(Stored data)
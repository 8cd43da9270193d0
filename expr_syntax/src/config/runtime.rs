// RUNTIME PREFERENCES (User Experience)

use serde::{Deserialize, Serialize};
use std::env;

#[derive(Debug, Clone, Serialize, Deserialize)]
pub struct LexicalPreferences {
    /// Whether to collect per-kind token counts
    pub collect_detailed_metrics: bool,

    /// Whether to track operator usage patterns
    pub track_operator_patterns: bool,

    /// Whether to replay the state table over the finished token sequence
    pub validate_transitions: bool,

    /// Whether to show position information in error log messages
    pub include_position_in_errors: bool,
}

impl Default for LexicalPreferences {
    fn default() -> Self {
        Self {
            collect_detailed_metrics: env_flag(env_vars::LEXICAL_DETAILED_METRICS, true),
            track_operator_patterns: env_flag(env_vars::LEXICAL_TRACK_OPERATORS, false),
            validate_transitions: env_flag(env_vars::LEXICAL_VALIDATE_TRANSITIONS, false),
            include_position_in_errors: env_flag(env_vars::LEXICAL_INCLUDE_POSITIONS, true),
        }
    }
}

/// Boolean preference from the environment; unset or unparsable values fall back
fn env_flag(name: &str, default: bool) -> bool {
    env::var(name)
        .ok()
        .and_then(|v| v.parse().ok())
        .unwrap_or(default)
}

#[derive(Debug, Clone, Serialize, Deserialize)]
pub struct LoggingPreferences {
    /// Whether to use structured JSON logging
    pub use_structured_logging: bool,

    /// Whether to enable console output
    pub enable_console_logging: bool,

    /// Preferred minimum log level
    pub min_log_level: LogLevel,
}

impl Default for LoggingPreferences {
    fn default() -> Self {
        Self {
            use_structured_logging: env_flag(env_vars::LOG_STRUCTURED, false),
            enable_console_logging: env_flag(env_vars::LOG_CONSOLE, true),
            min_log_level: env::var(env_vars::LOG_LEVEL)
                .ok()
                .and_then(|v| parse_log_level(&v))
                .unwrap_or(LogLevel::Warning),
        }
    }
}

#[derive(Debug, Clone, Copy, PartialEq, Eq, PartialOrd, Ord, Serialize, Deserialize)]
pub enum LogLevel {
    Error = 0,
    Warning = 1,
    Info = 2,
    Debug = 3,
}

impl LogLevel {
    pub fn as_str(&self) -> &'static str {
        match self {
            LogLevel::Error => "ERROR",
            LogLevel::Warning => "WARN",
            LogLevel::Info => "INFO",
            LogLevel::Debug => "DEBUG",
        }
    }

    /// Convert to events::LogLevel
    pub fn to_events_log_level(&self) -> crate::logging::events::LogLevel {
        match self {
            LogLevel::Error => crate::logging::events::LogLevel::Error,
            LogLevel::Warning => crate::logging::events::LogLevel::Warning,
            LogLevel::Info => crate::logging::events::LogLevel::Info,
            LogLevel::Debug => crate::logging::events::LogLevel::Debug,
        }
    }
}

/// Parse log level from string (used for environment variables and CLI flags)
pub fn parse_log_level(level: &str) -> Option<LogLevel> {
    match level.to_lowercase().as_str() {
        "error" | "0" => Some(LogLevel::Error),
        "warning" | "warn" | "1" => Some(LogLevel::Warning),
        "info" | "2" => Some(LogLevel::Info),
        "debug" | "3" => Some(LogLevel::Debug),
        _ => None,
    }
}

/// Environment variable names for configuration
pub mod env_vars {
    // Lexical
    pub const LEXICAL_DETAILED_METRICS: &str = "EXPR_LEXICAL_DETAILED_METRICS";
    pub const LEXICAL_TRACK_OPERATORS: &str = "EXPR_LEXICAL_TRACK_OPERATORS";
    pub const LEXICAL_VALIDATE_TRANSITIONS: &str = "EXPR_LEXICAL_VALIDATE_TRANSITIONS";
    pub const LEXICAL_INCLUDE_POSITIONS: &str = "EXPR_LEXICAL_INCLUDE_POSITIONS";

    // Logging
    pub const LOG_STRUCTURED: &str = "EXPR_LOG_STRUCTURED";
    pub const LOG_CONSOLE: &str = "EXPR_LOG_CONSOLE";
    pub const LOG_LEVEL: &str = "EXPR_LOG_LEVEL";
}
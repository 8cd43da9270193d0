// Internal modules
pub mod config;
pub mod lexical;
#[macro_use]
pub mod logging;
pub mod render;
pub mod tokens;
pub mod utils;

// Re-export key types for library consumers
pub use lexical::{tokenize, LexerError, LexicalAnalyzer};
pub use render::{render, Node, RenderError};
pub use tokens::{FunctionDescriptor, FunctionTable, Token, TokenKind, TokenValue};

## [Problem requirements]
Using the entries above, quote each line verbatim from the first through the line that contains "pub struct LoggingPreferences".

## [Task result]
repository 8cd43da9270193d0
filename expr_syntax/src/config/runtime.rs
// RUNTIME PREFERENCES (User Experience)

use serde::{Deserialize, Serialize};
use std::env;

#[derive(Debug, Clone, Serialize, Deserialize)]
pub struct LexicalPreferences {
    /// Whether to collect per-kind token counts
    pub collect_detailed_metrics: bool,

    /// Whether to track operator usage patterns
    pub track_operator_patterns: bool,

    /// Whether to replay the state table over the finished token sequence
    pub validate_transitions: bool,

    /// Whether to show position information in error log messages
    pub include_position_in_errors: bool,
}

impl Default for LexicalPreferences {
    fn default() -> Self {
        Self {
            collect_detailed_metrics: env_flag(env_vars::LEXICAL_DETAILED_METRICS, true),
            track_operator_patterns: env_flag(env_vars::LEXICAL_TRACK_OPERATORS, false),
            validate_transitions: env_flag(env_vars::LEXICAL_VALIDATE_TRANSITIONS, false),
            include_position_in_errors: env_flag(env_vars::LEXICAL_INCLUDE_POSITIONS, true),
        }
    }
}

/// Boolean preference from the environment; unset or unparsable values fall back
fn env_flag(name: &str, default: bool) -> bool {
    env::var(name)
        .ok()
        .and_then(|v| v.parse().ok())
        .unwrap_or(default)
}

#[derive(Debug, Clone, Serialize, Deserialize)]
pub struct LoggingPreferences {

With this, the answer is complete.